+++ MATERIALS PROVIDED +++
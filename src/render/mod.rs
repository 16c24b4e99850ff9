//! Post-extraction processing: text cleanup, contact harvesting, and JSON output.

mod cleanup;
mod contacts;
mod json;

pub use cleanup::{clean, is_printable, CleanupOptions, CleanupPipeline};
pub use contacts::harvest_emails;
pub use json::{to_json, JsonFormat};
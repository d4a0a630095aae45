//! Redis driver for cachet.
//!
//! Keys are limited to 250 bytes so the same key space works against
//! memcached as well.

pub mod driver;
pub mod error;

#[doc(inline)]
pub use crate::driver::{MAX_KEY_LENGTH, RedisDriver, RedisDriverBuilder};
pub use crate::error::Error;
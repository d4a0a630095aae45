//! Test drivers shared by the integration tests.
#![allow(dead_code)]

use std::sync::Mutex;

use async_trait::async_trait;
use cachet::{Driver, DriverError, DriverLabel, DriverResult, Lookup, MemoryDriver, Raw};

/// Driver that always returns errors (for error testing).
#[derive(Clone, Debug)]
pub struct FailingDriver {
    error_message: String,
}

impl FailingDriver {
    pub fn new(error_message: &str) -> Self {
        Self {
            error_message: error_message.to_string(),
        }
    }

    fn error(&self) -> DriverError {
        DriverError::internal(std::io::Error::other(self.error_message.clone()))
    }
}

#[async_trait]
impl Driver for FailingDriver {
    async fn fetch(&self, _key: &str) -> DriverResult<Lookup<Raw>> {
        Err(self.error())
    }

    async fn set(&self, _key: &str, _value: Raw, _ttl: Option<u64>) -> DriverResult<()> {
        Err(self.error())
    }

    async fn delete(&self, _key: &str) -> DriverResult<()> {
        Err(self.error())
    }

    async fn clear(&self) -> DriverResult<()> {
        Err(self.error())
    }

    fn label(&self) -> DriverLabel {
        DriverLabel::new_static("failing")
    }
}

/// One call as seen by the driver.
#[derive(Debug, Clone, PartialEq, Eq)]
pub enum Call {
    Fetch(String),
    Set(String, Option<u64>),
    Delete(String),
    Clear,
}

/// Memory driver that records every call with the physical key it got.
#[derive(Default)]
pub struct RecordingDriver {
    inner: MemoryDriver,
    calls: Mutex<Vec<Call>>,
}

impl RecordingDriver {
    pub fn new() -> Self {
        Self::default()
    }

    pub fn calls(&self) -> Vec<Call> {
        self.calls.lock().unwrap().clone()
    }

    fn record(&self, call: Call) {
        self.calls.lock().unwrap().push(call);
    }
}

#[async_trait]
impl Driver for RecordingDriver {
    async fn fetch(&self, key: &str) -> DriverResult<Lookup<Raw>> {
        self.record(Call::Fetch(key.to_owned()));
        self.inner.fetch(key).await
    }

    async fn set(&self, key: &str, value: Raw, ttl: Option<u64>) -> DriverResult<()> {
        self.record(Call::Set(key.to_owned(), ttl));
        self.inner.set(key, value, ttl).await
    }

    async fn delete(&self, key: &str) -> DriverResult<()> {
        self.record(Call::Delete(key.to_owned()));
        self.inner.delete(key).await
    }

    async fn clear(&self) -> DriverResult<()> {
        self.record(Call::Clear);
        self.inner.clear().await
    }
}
+++
| WHAT YOU SHOULD DO |
Scan the material above for the string "Debug". Return each line where it occurs.

| EXERCISE RESPONSE |
#[derive(Clone, Debug)]
#[derive(Debug, Clone, PartialEq, Eq)]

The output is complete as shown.